The promised four years of consecutive balanced budgets beginning last year will be the first time that feat has been accomplished since the early 1950s.
“It is a budget that acts strongly on the biggest priority Canadians have, strengthening their system of health care for today and tomorrow,” Martin said in his House of Commons budget speech Feb. 16.
“And it is a budget that for the first time in many years offers tax relief to every taxpayer and it does so without using borrowed money.”
The biggest spending item is health, a policy area in which the Liberals were under strong provincial and lobby attack for the billions they had cut from transfers to the provinces during the past five years.
Over the next five years, an additional $11.5 billion will be transferred to the provinces and territories, which have promised it will be spent on health.

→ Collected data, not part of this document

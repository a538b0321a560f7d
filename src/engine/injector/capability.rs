// Capability tags and the factories that build them

use super::host::HostObject;
use std::collections::HashMap;
use std::fmt;
use std::sync::Arc;

/// Name of a capability type
#[derive(Debug, Clone, Copy, PartialEq, Eq, Hash, PartialOrd, Ord)]
pub struct CapabilityTag(&'static str);

impl CapabilityTag {
    pub const fn new(name: &'static str) -> Self {
        Self(name)
    }

    pub fn as_str(&self) -> &'static str {
        self.0
    }
}

impl fmt::Display for CapabilityTag {
    fn fmt(&self, f: &mut fmt::Formatter<'_>) -> fmt::Result {
        f.write_str(self.0)
    }
}

/// A behavior attached to a host object at runtime
pub trait Capability: Send + Sync {
    fn tag(&self) -> CapabilityTag;

    /// Called once, right after the capability is attached to `host`
    fn awake(&self, _host: &Arc<dyn HostObject>) {}
}

/// Builds a fresh capability instance
pub type CapabilityFactory = Box<dyn Fn() -> Arc<dyn Capability> + Send + Sync>;

/// Registry of capability factories keyed by tag
#[derive(Default)]
pub struct CapabilityFactories {
    factories: HashMap<CapabilityTag, CapabilityFactory>,
}

impl CapabilityFactories {
    pub fn new() -> Self {
        Self::default()
    }

    /// Register a factory, replacing any previous one for the same tag
    pub fn register<F>(&mut self, tag: CapabilityTag, factory: F)
    where
        F: Fn() -> Arc<dyn Capability> + Send + Sync + 'static,
    {
        self.factories.insert(tag, Box::new(factory));
    }

    /// Builder-style variant of `register`
    pub fn with<F>(mut self, tag: CapabilityTag, factory: F) -> Self
    where
        F: Fn() -> Arc<dyn Capability> + Send + Sync + 'static,
    {
        self.register(tag, factory);
        self
    }

    pub fn contains(&self, tag: CapabilityTag) -> bool {
        self.factories.contains_key(&tag)
    }

    /// Build a new instance of the capability registered under `tag`
    pub fn create(&self, tag: CapabilityTag) -> Option<Arc<dyn Capability>> {
        self.factories.get(&tag).map(|factory| factory())
    }

    pub fn len(&self) -> usize {
        self.factories.len()
    }

    pub fn is_empty(&self) -> bool {
        self.factories.is_empty()
    }
}

impl fmt::Debug for CapabilityFactories {
    fn fmt(&self, f: &mut fmt::Formatter<'_>) -> fmt::Result {
        let mut tags: Vec<_> = self.factories.keys().collect();
        tags.sort();
        f.debug_struct("CapabilityFactories")
            .field("tags", &tags)
            .finish()
    }
}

It begins with a $3.5 billion fund that provinces and territories can “draw down” for their own health projects during the next three years.
In addition, federal health transfers to provinces will be increased $2 billion in 1999-2000 and 2000-01, and then by $2.5 billion per year for the next three years.
Although not welcomed by all health advocates as enough and denounced by opposition MPs as too little, most provinces praised Ottawa for restoring health funds it had cut in 1995.
Martin said the new money should be enough to shore up the medicare system and divert pressure for creation of private health facilities operating outside of medicare.
“Our health care system is blind to income so that its eyes can focus on need,” said the finance minister.
Reform leader Preston Manning and New Democratic Party leader Alexa McDonough scoffed at that claim, insisting the system is so underfunded that those who can afford it seek better care elsewhere.
Other federal spending promises
- A fulfilment of the $900 million two-year farm aid package promised in December.
- The provinces will receive billions more in equalization payments from Ottawa.
- A $300 million annual boost to the child tax benefit program.
- A commitment of a $1.8 billion investment over three years in industrial research
and technology.
- A total of $525 million over three years to boost military salaries and benefits.
- A three-year, $540 million commitment to spending on aboriginal programs.